• YOUR TASK
Quote all entries in full, exactly.

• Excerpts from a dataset
%%

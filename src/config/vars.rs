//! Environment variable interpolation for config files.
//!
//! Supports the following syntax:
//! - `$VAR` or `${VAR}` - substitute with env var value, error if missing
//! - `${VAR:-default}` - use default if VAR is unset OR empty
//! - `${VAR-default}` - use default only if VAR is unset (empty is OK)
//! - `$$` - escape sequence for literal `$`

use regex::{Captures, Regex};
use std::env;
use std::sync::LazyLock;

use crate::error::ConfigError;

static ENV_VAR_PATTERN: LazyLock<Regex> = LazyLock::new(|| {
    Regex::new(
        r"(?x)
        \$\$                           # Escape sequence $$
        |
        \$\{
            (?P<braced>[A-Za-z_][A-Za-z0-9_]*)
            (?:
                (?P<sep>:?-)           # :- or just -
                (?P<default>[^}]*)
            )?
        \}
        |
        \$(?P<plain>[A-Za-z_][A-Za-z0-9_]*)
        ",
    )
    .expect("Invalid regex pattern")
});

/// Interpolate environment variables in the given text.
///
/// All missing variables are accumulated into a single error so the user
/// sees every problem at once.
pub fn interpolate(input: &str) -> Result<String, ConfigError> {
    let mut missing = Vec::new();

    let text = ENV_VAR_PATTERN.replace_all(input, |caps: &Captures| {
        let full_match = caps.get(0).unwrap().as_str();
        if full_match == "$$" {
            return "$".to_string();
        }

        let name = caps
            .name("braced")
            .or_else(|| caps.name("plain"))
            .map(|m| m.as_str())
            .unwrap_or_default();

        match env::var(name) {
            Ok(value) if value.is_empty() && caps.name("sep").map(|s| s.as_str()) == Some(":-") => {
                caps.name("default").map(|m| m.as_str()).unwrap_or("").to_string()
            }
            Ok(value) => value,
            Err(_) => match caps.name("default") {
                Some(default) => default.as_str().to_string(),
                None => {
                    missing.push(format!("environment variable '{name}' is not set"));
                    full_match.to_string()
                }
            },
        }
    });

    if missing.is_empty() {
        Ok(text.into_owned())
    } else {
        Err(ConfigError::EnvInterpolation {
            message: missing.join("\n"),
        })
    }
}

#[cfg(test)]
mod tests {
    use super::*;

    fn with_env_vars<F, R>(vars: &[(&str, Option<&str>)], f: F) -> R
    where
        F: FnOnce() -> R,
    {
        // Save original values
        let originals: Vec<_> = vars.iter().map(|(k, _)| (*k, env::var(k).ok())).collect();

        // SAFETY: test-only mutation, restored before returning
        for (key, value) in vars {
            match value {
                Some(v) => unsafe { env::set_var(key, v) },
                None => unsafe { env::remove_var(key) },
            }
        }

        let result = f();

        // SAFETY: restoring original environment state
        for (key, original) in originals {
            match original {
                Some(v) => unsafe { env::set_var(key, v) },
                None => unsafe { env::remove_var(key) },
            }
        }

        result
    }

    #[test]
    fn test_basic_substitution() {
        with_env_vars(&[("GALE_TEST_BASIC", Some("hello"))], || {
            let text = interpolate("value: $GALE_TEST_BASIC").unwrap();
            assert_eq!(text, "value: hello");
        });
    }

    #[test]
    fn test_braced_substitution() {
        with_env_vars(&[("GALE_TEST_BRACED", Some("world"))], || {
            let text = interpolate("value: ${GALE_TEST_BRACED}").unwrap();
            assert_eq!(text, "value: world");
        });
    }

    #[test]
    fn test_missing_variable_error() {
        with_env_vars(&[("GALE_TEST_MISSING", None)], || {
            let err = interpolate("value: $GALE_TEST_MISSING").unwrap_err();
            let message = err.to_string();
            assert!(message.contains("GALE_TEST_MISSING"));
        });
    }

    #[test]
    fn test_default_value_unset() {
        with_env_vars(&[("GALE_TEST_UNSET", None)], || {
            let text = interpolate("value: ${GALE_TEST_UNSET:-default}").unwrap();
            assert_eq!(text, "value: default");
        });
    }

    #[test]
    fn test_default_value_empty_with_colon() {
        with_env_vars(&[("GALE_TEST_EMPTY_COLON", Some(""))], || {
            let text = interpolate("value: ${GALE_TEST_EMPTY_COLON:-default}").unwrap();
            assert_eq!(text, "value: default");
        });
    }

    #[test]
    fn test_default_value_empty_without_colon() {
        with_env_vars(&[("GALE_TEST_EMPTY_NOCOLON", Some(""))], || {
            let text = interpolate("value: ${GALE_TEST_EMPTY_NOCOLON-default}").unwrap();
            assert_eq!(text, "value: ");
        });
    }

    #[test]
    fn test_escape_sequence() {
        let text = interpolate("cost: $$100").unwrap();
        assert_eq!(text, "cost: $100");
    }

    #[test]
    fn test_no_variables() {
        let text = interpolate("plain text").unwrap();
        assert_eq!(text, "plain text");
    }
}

%%

• EXERCISE SOLUTION
filename src/config/vars.rs
//! Environment variable interpolation for config files.
//!
//! Supports the following syntax:
//! - `$VAR` or `${VAR}` - substitute with env var value, error if missing
//! - `${VAR:-default}` - use default if VAR is unset OR empty
//! - `${VAR-default}` - use default only if VAR is unset (empty is OK)
//! - `$$` - escape sequence for literal `$`

use regex::{Captures, Regex};
use std::env;
use std::sync::LazyLock;

use crate::error::ConfigError;

static ENV_VAR_PATTERN: LazyLock<Regex> = LazyLock::new(|| {
    Regex::new(
        r"(?x)
        \$\$                           # Escape sequence $$
        |
        \$\{
            (?P<braced>[A-Za-z_][A-Za-z0-9_]*)
            (?:
                (?P<sep>:?-)           # :- or just -
                (?P<default>[^}]*)
            )?
        \}
        |
        \$(?P<plain>[A-Za-z_][A-Za-z0-9_]*)
        ",
    )
    .expect("Invalid regex pattern")
});

/// Interpolate environment variables in the given text.
///
/// All missing variables are accumulated into a single error so the user
/// sees every problem at once.
pub fn interpolate(input: &str) -> Result<String, ConfigError> {
    let mut missing = Vec::new();

    let text = ENV_VAR_PATTERN.replace_all(input, |caps: &Captures| {
        let full_match = caps.get(0).unwrap().as_str();
        if full_match == "$$" {
            return "$".to_string();
        }

        let name = caps
            .name("braced")
            .or_else(|| caps.name("plain"))
            .map(|m| m.as_str())
            .unwrap_or_default();

        match env::var(name) {
            Ok(value) if value.is_empty() && caps.name("sep").map(|s| s.as_str()) == Some(":-") => {
                caps.name("default").map(|m| m.as_str()).unwrap_or("").to_string()
            }
            Ok(value) => value,
            Err(_) => match caps.name("default") {
                Some(default) => default.as_str().to_string(),
                None => {
                    missing.push(format!("environment variable '{name}' is not set"));
                    full_match.to_string()
                }
            },
        }
    });

    if missing.is_empty() {
        Ok(text.into_owned())
    } else {
        Err(ConfigError::EnvInterpolation {
            message: missing.join("\n"),
        })
    }
}

#[cfg(test)]
mod tests {
    use super::*;

    fn with_env_vars<F, R>(vars: &[(&str, Option<&str>)], f: F) -> R
    where
        F: FnOnce() -> R,
    {
        // Save original values
        let originals: Vec<_> = vars.iter().map(|(k, _)| (*k, env::var(k).ok())).collect();

        // SAFETY: test-only mutation, restored before returning
        for (key, value) in vars {
            match value {
                Some(v) => unsafe { env::set_var(key, v) },
                None => unsafe { env::remove_var(key) },
            }
        }

        let result = f();

        // SAFETY: restoring original environment state
        for (key, original) in originals {
            match original {
                Some(v) => unsafe { env::set_var(key, v) },
                None => unsafe { env::remove_var(key) },
            }
        }

        result
    }

    #[test]
    fn test_basic_substitution() {
        with_env_vars(&[("GALE_TEST_BASIC", Some("hello"))], || {
            let text = interpolate("value: $GALE_TEST_BASIC").unwrap();
            assert_eq!(text, "value: hello");
        });
    }

    #[test]
    fn test_braced_substitution() {
        with_env_vars(&[("GALE_TEST_BRACED", Some("world"))], || {
            let text = interpolate("value: ${GALE_TEST_BRACED}").unwrap();
            assert_eq!(text, "value: world");
        });
    }

    #[test]
    fn test_missing_variable_error() {
        with_env_vars(&[("GALE_TEST_MISSING", None)], || {
            let err = interpolate("value: $GALE_TEST_MISSING").unwrap_err();
            let message = err.to_string();
            assert!(message.contains("GALE_TEST_MISSING"));
        });
    }

    #[test]
    fn test_default_value_unset() {
        with_env_vars(&[("GALE_TEST_UNSET", None)], || {
            let text = interpolate("value: ${GALE_TEST_UNSET:-default}").unwrap();
            assert_eq!(text, "value: default");
        });
    }

    #[test]
    fn test_default_value_empty_with_colon() {
        with_env_vars(&[("GALE_TEST_EMPTY_COLON", Some(""))], || {
            let text = interpolate("value: ${GALE_TEST_EMPTY_COLON:-default}").unwrap();
            assert_eq!(text, "value: default");
        });
    }

    #[test]
    fn test_default_value_empty_without_colon() {
        with_env_vars(&[("GALE_TEST_EMPTY_NOCOLON", Some(""))], || {
            let text = interpolate("value: ${GALE_TEST_EMPTY_NOCOLON-default}").unwrap();
            assert_eq!(text, "value: ");
        });
    }

    #[test]
    fn test_escape_sequence() {
        let text = interpolate("cost: $$100").unwrap();
        assert_eq!(text, "cost: $100");
    }

    #[test]
    fn test_no_variables() {
        let text = interpolate("plain text").unwrap();
        assert_eq!(text, "plain text");
    }
}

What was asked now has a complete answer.